The consortium or public private partnership (PPP) model is the most ideal for the deployment of 4G or Long-Term Evolution (LTE) infrastructure in Kenya according to MTN Business Kenya managing director Tom Omariba.
Omariba said that the 9-member consortium set up to drive the deployment of the country’s LTE network is the best way to go as it would lead to the provision of enhanced and more efficient ICT services in the country.
“We started from 2G, then moved to 3G and are now set to deploy the 4G or LTE network. The LTE infrastructure has several benefits the main ones being that it would enable users to do more in terms of data speeds and volumes that can be transferred as well as the fact that there is no need for many base transmission stations (BTS),” said Omariba.
Speaking during a panel discussion on digital ecosystem evolution at the 9th East Africa Com conference held at Nairobi’s Safari Park Hotel on Tuesday May 21 – 22, the MTN Business Kenya boss added that deployment of LTE in the country would eventually result in data costs decreasing significantly.
“The costs of maintenance of the network will eventually come down as one BTS can cover longer comparatively longer distances, meaning that with LTE, coverage is more for the same amount of initial capital expenditure or CaPEx,” said Omariba.

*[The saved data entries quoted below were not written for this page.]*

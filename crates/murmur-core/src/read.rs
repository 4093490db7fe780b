//! Read-state reconciliation between the local store, the server and other
//! sessions.
//!
//! The reconciler never performs I/O. Each entry point mutates the
//! conversation store as needed and returns the follow-up [`ReadTask`]s for
//! the caller to run.

use std::time::Duration;

use crate::api::{ApiResult, MarkReadResponse};
use crate::events::ReadSignal;
use crate::models::{ConversationSnapshot, ThreadId};
use crate::store::{ConversationStore, MarkReadOutcome};

/// Delays used by the reconciler.
#[derive(Debug, Clone, Copy, PartialEq, Eq)]
pub struct ReadPolicy {
    /// Wait before re-fetching the conversation list after a mark-read that
    /// changed something on the server
    pub refresh_delay: Duration,
    /// Wait before repeating the mark-read call after a resume
    pub failsafe_delay: Duration,
}

impl Default for ReadPolicy {
    fn default() -> Self {
        Self {
            refresh_delay: Duration::from_millis(500),
            failsafe_delay: Duration::from_secs(3),
        }
    }
}

/// Follow-up work requested by the reconciler.
#[derive(Debug, Clone, Copy, PartialEq, Eq)]
pub enum ReadTask {
    /// Call the mark-read endpoint for `thread_id` once `after` has elapsed.
    MarkRead { thread_id: ThreadId, after: Duration },
    /// Re-fetch the conversation list once `after` has elapsed.
    RefreshConversations { after: Duration },
}

#[derive(Debug, Clone)]
pub struct ReadReconciler {
    policy: ReadPolicy,
    active: Option<ThreadId>,
}

impl ReadReconciler {
    pub const fn new(policy: ReadPolicy) -> Self {
        Self {
            policy,
            active: None,
        }
    }

    /// Thread currently open, if any.
    pub const fn active(&self) -> Option<ThreadId> {
        self.active
    }

    /// A thread was opened. It is marked read on the server right away.
    pub fn activate(&mut self, thread_id: ThreadId) -> Vec<ReadTask> {
        self.active = Some(thread_id);
        vec![ReadTask::MarkRead {
            thread_id,
            after: Duration::ZERO,
        }]
    }

    pub fn deactivate(&mut self) {
        self.active = None;
    }

    /// Process start or reload with a thread open: mark it read now and once
    /// more after the failsafe delay.
    pub fn on_resume(&self) -> Vec<ReadTask> {
        let Some(thread_id) = self.active else {
            return Vec::new();
        };
        vec![
            ReadTask::MarkRead {
                thread_id,
                after: Duration::ZERO,
            },
            ReadTask::MarkRead {
                thread_id,
                after: self.policy.failsafe_delay,
            },
        ]
    }

    /// The hosting view regained focus. The open thread is marked read now,
    /// covering messages that arrived while it was in the background.
    pub fn on_focus(&self) -> Vec<ReadTask> {
        self.active
            .map(|thread_id| ReadTask::MarkRead {
                thread_id,
                after: Duration::ZERO,
            })
            .into_iter()
            .collect()
    }

    /// A mark-read call finished.
    ///
    /// The thread is marked read locally whether or not the call succeeded.
    /// When the server reports that messages actually changed state, the
    /// conversation list is refreshed shortly after.
    pub fn on_mark_read_result(
        &self,
        store: &mut ConversationStore,
        thread_id: ThreadId,
        result: &ApiResult<MarkReadResponse>,
    ) -> Vec<ReadTask> {
        store.mark_read(thread_id);
        match result {
            Ok(response) if response.marked_read > 0 => {
                tracing::debug!(
                    thread_id,
                    marked_read = response.marked_read,
                    "Server marked messages read, scheduling refresh"
                );
                vec![ReadTask::RefreshConversations {
                    after: self.policy.refresh_delay,
                }]
            }
            Ok(_) => Vec::new(),
            Err(error) => {
                tracing::warn!(thread_id, "Mark-read failed, kept local read state: {}", error);
                Vec::new()
            }
        }
    }

    /// A read signal arrived on the conversations channel. Applied to the
    /// store directly; no REST call is made.
    pub fn on_signal(&self, store: &mut ConversationStore, signal: ReadSignal) -> MarkReadOutcome {
        match signal {
            ReadSignal::Update {
                chat_id,
                unread_count: Some(0),
            }
            | ReadSignal::Read { chat_id } => store.mark_read(chat_id),
            ReadSignal::Update {
                chat_id,
                unread_count,
            } => {
                tracing::debug!(
                    thread_id = chat_id,
                    unread_count,
                    "Ignoring read update with remaining unread messages"
                );
                MarkReadOutcome::AlreadyRead
            }
        }
    }

    /// Install a fresh conversation list. If the open thread still shows
    /// unread messages it is marked read again.
    pub fn on_snapshot(
        &self,
        store: &mut ConversationStore,
        snapshot: ConversationSnapshot,
    ) -> Vec<ReadTask> {
        store.apply_snapshot(snapshot);
        match self.active {
            Some(thread_id)
                if store
                    .get(thread_id)
                    .is_some_and(|conversation| conversation.unread_count > 0) =>
            {
                vec![ReadTask::MarkRead {
                    thread_id,
                    after: Duration::ZERO,
                }]
            }
            _ => Vec::new(),
        }
    }
}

The 9-member LTE consortium – which includes the Kenya government (through Treasury) as well as Safaricom, Telkom Kenya-Orange, Airtel, Essar Telecom’s yuKenya, KDN, MTN, Alcatel-Lucent and Epesi Communications – was set up to implement the initial phase of the project at cost of Kshs 8.4 billion.
The mobile network operators in the consortium – Safaricom, Telkom Kenya, Airtel and yuKenya – are expected to provide their masts and BTS under a shared-infrastructure model while the equipment makers reach a formula on how to roll out the network.

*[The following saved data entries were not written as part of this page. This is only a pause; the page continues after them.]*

//! Lenient field deserializers for server payloads.
//!
//! The backend is not consistent about numeric ids (`12` vs `"12"`) or
//! unread markers (`unread: true` vs `unread_count: 3`), so the wire models
//! route those fields through these helpers.

use serde::de::Error as _;
use serde::{Deserialize, Deserializer};
use serde_json::Value;

fn value_to_id<E: serde::de::Error>(value: &Value) -> Result<Option<i64>, E> {
    match value {
        Value::Null => Ok(None),
        Value::Number(number) => number
            .as_i64()
            .map(Some)
            .ok_or_else(|| E::custom(format!("id `{number}` is not an integer"))),
        Value::String(raw) => raw
            .trim()
            .parse::<i64>()
            .map(Some)
            .map_err(|_| E::custom(format!("id `{raw}` is not numeric"))),
        other => Err(E::custom(format!("unexpected id value {other}"))),
    }
}

/// Required integer id, accepting numbers or numeric strings.
pub fn id<'de, D: Deserializer<'de>>(deserializer: D) -> Result<i64, D::Error> {
    let value = Value::deserialize(deserializer)?;
    value_to_id::<D::Error>(&value)?.ok_or_else(|| D::Error::custom("id must not be null"))
}

/// Optional integer id; `null` and `0` map to `None`.
pub fn opt_id<'de, D: Deserializer<'de>>(deserializer: D) -> Result<Option<i64>, D::Error> {
    let value = Value::deserialize(deserializer)?;
    Ok(value_to_id::<D::Error>(&value)?.filter(|id| *id != 0))
}

/// Integer id where a missing or `null` value means `0`.
pub fn id_or_zero<'de, D: Deserializer<'de>>(deserializer: D) -> Result<i64, D::Error> {
    let value = Value::deserialize(deserializer)?;
    Ok(value_to_id::<D::Error>(&value)?.unwrap_or(0))
}

/// String id, accepting numbers too.
pub fn string_id<'de, D: Deserializer<'de>>(deserializer: D) -> Result<String, D::Error> {
    match Value::deserialize(deserializer)? {
        Value::String(raw) => Ok(raw),
        Value::Number(number) => Ok(number.to_string()),
        other => Err(D::Error::custom(format!("unexpected id value {other}"))),
    }
}

fn value_to_count<E: serde::de::Error>(value: &Value) -> Result<Option<u32>, E> {
    match value {
        Value::Null => Ok(None),
        Value::Bool(flag) => Ok(Some(u32::from(*flag))),
        Value::Number(number) => {
            if let Some(count) = number.as_u64() {
                Ok(Some(u32::try_from(count).unwrap_or(u32::MAX)))
            } else if number.as_i64().is_some() {
                // Negative counts clamp to zero.
                Ok(Some(0))
            } else {
                Err(E::custom(format!("count `{number}` is not an integer")))
            }
        }
        other => Err(E::custom(format!("unexpected count value {other}"))),
    }
}

/// Unread count, accepting booleans (`true` = 1) and clamping negatives.
pub fn count<'de, D: Deserializer<'de>>(deserializer: D) -> Result<u32, D::Error> {
    let value = Value::deserialize(deserializer)?;
    Ok(value_to_count::<D::Error>(&value)?.unwrap_or(0))
}

/// Optional unread count; absent and `null` stay `None`.
pub fn opt_count<'de, D: Deserializer<'de>>(deserializer: D) -> Result<Option<u32>, D::Error> {
    let value = Value::deserialize(deserializer)?;
    value_to_count::<D::Error>(&value)
}

/// Boolean that also accepts `0`/`1`.
pub fn truthy<'de, D: Deserializer<'de>>(deserializer: D) -> Result<bool, D::Error> {
    match Value::deserialize(deserializer)? {
        Value::Null => Ok(false),
        Value::Bool(flag) => Ok(flag),
        Value::Number(number) => Ok(number.as_f64().is_some_and(|n| n != 0.0)),
        Value::String(raw) => Ok(matches!(raw.trim(), "true" | "1")),
        other => Err(D::Error::custom(format!("unexpected boolean value {other}"))),
    }
}

#[cfg(test)]
mod tests {
    use serde::Deserialize;

    #[derive(Debug, Deserialize)]
    struct Probe {
        #[serde(deserialize_with = "super::id")]
        id: i64,
        #[serde(default, deserialize_with = "super::count")]
        unread: u32,
        #[serde(default, deserialize_with = "super::opt_id")]
        sender_id: Option<i64>,
    }

    #[test]
    fn accepts_numeric_strings_and_booleans() {
        let probe: Probe =
            serde_json::from_str(r#"{"id": "42", "unread": true, "sender_id": 0}"#).unwrap();
        assert_eq!(probe.id, 42);
        assert_eq!(probe.unread, 1);
        assert_eq!(probe.sender_id, None);
    }

    #[test]
    fn clamps_negative_counts() {
        let probe: Probe = serde_json::from_str(r#"{"id": 1, "unread": -4}"#).unwrap();
        assert_eq!(probe.unread, 0);
    }

    #[test]
    fn rejects_non_numeric_ids() {
        assert!(serde_json::from_str::<Probe>(r#"{"id": "abc"}"#).is_err());
        assert!(serde_json::from_str::<Probe>(r#"{"id": null}"#).is_err());
    }
}
//! Token endpoints of the API.

use reqwest::{Client, RequestBuilder};
use serde::Deserialize;

use super::{AuthError, AuthResult, AuthSession, AuthUser, SessionPersistence};
use crate::util::{is_http_url, parse_api_error, HTTP_TIMEOUT};

#[derive(Clone)]
pub struct AuthClient<S: SessionPersistence> {
    api_url: String,
    client: Client,
    store: S,
}

impl<S: SessionPersistence> AuthClient<S> {
    pub fn new(api_url: impl AsRef<str>, store: S) -> AuthResult<Self> {
        Ok(Self {
            api_url: normalize_api_url(api_url.as_ref())?,
            client: Client::builder().timeout(HTTP_TIMEOUT).build()?,
            store,
        })
    }

    pub const fn store(&self) -> &S {
        &self.store
    }

    /// Load the persisted session, refreshing it when the access token has
    /// already expired. A session whose refresh is rejected is cleared; one
    /// that could not be refreshed for any other reason is kept.
    pub async fn restore_session(&self) -> AuthResult<Option<AuthSession>> {
        let Some(stored_session) = self.store.load_session()? else {
            return Ok(None);
        };

        if !stored_session.expires_within(std::time::Duration::ZERO) {
            return Ok(Some(stored_session));
        }

        match self.refresh_session(&stored_session).await {
            Ok(refreshed) => Ok(Some(refreshed)),
            Err(error) if error.is_rejection() => {
                tracing::warn!("Persisted session rejected, clearing it: {}", error);
                self.store.clear_session()?;
                Ok(None)
            }
            Err(error) => {
                tracing::warn!("Could not refresh persisted session, keeping it: {}", error);
                Ok(Some(stored_session))
            }
        }
    }

    /// Exchange credentials for a token pair and persist it.
    pub async fn sign_in(&self, username_or_email: &str, password: &str) -> AuthResult<AuthSession> {
        validate_credentials(username_or_email, password)?;

        let payload = serde_json::json!({
            "username_or_email": username_or_email.trim(),
            "password": password,
        });
        let request = self
            .client
            .post(format!("{}/token/", self.api_url))
            .json(&payload);

        let response: TokenResponse = self.send_token_request(request).await?;
        let refresh_token = response.refresh.ok_or_else(|| {
            AuthError::Api("Sign-in response did not include a refresh token".to_string())
        })?;
        let session = AuthSession {
            access_token: response.access,
            refresh_token,
            user: response.user,
        };

        self.store.save_session(&session)?;
        Ok(session)
    }

    /// Trade the refresh token for a new access token and persist the result.
    ///
    /// The previous refresh token is kept when the server does not rotate it.
    pub async fn refresh_session(&self, session: &AuthSession) -> AuthResult<AuthSession> {
        if session.refresh_token.trim().is_empty() {
            return Err(AuthError::InvalidConfiguration(
                "Refresh token must not be empty",
            ));
        }

        let payload = serde_json::json!({
            "refresh": session.refresh_token,
        });
        let request = self
            .client
            .post(format!("{}/token/refresh/", self.api_url))
            .json(&payload);
        let response: TokenResponse = self.send_token_request(request).await?;
        let refreshed = response.into_refreshed(session);

        self.store.save_session(&refreshed)?;
        Ok(refreshed)
    }

    /// Forget the persisted session. Tokens are stateless on the server.
    pub fn sign_out(&self) -> AuthResult<()> {
        self.store.clear_session()
    }

    async fn send_token_request(&self, request: RequestBuilder) -> AuthResult<TokenResponse> {
        let response = request.send().await?;
        if !response.status().is_success() {
            let status = response.status();
            let body = response.text().await.unwrap_or_default();
            return Err(AuthError::Status {
                status: status.as_u16(),
                message: parse_api_error(status, &body),
            });
        }
        Ok(response.json::<TokenResponse>().await?)
    }
}

pub fn normalize_api_url(url: &str) -> AuthResult<String> {
    let trimmed = url.trim().trim_end_matches('/');
    if trimmed.is_empty() {
        return Err(AuthError::InvalidConfiguration("API URL must not be empty"));
    }
    if !is_http_url(trimmed) {
        return Err(AuthError::InvalidConfiguration(
            "API URL must include http:// or https://",
        ));
    }
    Ok(trimmed.to_string())
}

fn validate_credentials(username_or_email: &str, password: &str) -> AuthResult<()> {
    if username_or_email.trim().is_empty() {
        return Err(AuthError::Api("Username or email is required".to_string()));
    }
    if password.trim().is_empty() {
        return Err(AuthError::Api("Password is required".to_string()));
    }
    Ok(())
}

#[derive(Debug, Deserialize)]
struct TokenResponse {
    access: String,
    #[serde(default)]
    refresh: Option<String>,
    #[serde(default)]
    user: Option<AuthUser>,
}

impl TokenResponse {
    fn into_refreshed(self, previous: &AuthSession) -> AuthSession {
        AuthSession {
            access_token: self.access,
            refresh_token: self
                .refresh
                .unwrap_or_else(|| previous.refresh_token.clone()),
            user: self.user.or_else(|| previous.user.clone()),
        }
    }
}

“The Kenya LTE consortium has to cover 98 per cent of the country and will upon deployment have far reaching benefits to both the government and private sector as it would boost provision of various crucial services – including e-Government; e-Health and e-Learning among others. Imagine having the same kind of connectivity in all parts of the country,” stated Omariba.
However, no much activity has been achieved since the consortium was put together with a member of the consortium – Safaricom – expressing willingness to deploy its own LTE network. Ericsson has also reportedly proposed to build a country-wide 4G network for free and recover the costs after a 15-year period, a move that would automatically scuttle the 9-member consortium.

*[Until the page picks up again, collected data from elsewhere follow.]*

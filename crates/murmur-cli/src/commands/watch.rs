use std::sync::Arc;

use murmur_core::channel::WsConnector;
use murmur_core::engine::{EngineHandle, EngineUpdate, LogAlerts, SyncEngine};
use murmur_core::ThreadId;
use tokio::io::{AsyncBufReadExt, BufReader};
use tokio::sync::broadcast::error::RecvError;

use crate::commands::common::{format_message_line, Context};
use crate::error::CliError;

/// A line typed while watching.
#[derive(Debug, Clone, PartialEq, Eq)]
pub enum Input {
    Send(String),
    Open(ThreadId),
    Close,
    Older,
    Refresh,
    ReadNotification(i64),
    ReadAllNotifications,
    Quit,
}

/// Lines starting with `/` are commands; anything else is a message for
/// the open thread.
pub fn parse_input(line: &str) -> Option<Input> {
    let line = line.trim();
    if line.is_empty() {
        return None;
    }
    let Some(command) = line.strip_prefix('/') else {
        return Some(Input::Send(line.to_string()));
    };

    let mut parts = command.split_whitespace();
    let input = match (parts.next()?, parts.next()) {
        ("open", Some(id)) => Input::Open(id.parse().ok()?),
        ("close", None) => Input::Close,
        ("older", None) => Input::Older,
        ("refresh", None) => Input::Refresh,
        ("read", Some("all")) => Input::ReadAllNotifications,
        ("read", Some(id)) => Input::ReadNotification(id.parse().ok()?),
        ("quit" | "exit", None) => Input::Quit,
        _ => return None,
    };
    Some(input)
}

/// One line of output for an engine update, or `None` for updates that are
/// not worth printing.
pub fn describe_update(update: &EngineUpdate) -> Option<String> {
    match update {
        EngineUpdate::ChannelState { channel, state } => Some(format!("[{channel}] {state}")),
        EngineUpdate::ConversationsChanged => None,
        EngineUpdate::NotificationsChanged { unread } => {
            Some(format!("[notifications] {unread} unread"))
        }
        EngineUpdate::ThreadLoaded {
            thread_id,
            messages,
            has_more,
        } => Some(format!(
            "[chat:{thread_id}] loaded {messages} messages{}",
            if *has_more { ", /older for more" } else { "" }
        )),
        EngineUpdate::MessageAppended { thread_id, message } => {
            Some(format!("[chat:{thread_id}] {}", format_message_line(message)))
        }
        EngineUpdate::OlderMessagesLoaded {
            thread_id, added, ..
        } => Some(format!("[chat:{thread_id}] loaded {added} older messages")),
        EngineUpdate::ReadReceipt {
            thread_id,
            message_id,
            ..
        } => Some(format!("[chat:{thread_id}] read up to {message_id}")),
        EngineUpdate::ThreadClosed { thread_id } => Some(format!("[chat:{thread_id}] closed")),
        EngineUpdate::LoggedOut => Some("Signed out".to_string()),
    }
}

fn apply_input(handle: &EngineHandle, input: Input) -> bool {
    match input {
        Input::Send(text) => handle.send_message(text),
        Input::Open(thread_id) => handle.open_thread(thread_id),
        Input::Close => handle.close_thread(),
        Input::Older => handle.load_older(),
        Input::Refresh => handle.refresh(),
        Input::ReadNotification(id) => handle.mark_notification_read(id),
        Input::ReadAllNotifications => handle.mark_all_notifications_read(),
        Input::Quit => return false,
    }
    true
}

pub async fn run_watch(ctx: &Context, thread: Option<ThreadId>) -> Result<(), CliError> {
    ctx.require_session().await?;

    let engine = SyncEngine::new(
        ctx.config.engine_config()?,
        Arc::new(ctx.rest_client()?),
        Arc::new(WsConnector),
        Arc::clone(&ctx.credentials),
        ctx.open_storage()?,
        Arc::new(LogAlerts),
    );
    let handle = engine.handle();
    let mut updates = handle.subscribe();
    let task = tokio::spawn(engine.run());

    if let Some(thread_id) = thread {
        handle.resume_thread(thread_id);
    }

    let mut lines = BufReader::new(tokio::io::stdin()).lines();
    let mut stdin_open = true;
    let shutdown = tokio::signal::ctrl_c();
    tokio::pin!(shutdown);

    loop {
        tokio::select! {
            result = &mut shutdown => {
                result?;
                break;
            }
            update = updates.recv() => match update {
                Ok(update) => {
                    if let Some(line) = describe_update(&update) {
                        println!("{line}");
                    }
                    if update == EngineUpdate::LoggedOut {
                        break;
                    }
                }
                Err(RecvError::Lagged(skipped)) => {
                    tracing::warn!(skipped, "Output fell behind, skipped updates");
                }
                Err(RecvError::Closed) => break,
            },
            line = lines.next_line(), if stdin_open => match line? {
                Some(line) => {
                    if let Some(input) = parse_input(&line) {
                        if !apply_input(&handle, input) {
                            break;
                        }
                    }
                }
                None => stdin_open = false,
            },
        }
    }

    handle.shutdown();
    let engine = task.await?;
    println!(
        "{} conversations ({} unread), {} unread notifications",
        engine.conversations().len(),
        engine.conversations().total_unread(),
        engine.notifications().unread_count()
    );
    Ok(())
}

“The private sector is selfish that’s why we’ve delayed the roll-out of the LTE/4G network in the country. There’s been no much progress made by the consortium since they were set up apart from lots of stakeholder meetings and discussions with various teams including legal, financial and taxation,” said Omariba, adding that the consortium was meant to work in the same way as the TEAMS cable model.
Industry statistics indicate that by 2020, it is projected that the ICT industry will have moved to 5G technology, with much of the data traffic expected to come from smart devices like home appliances rather than phones and tablets.
Already, several African countries have LTE/4G networks among these being South Africa, Tanzania, Angola and Rwanda.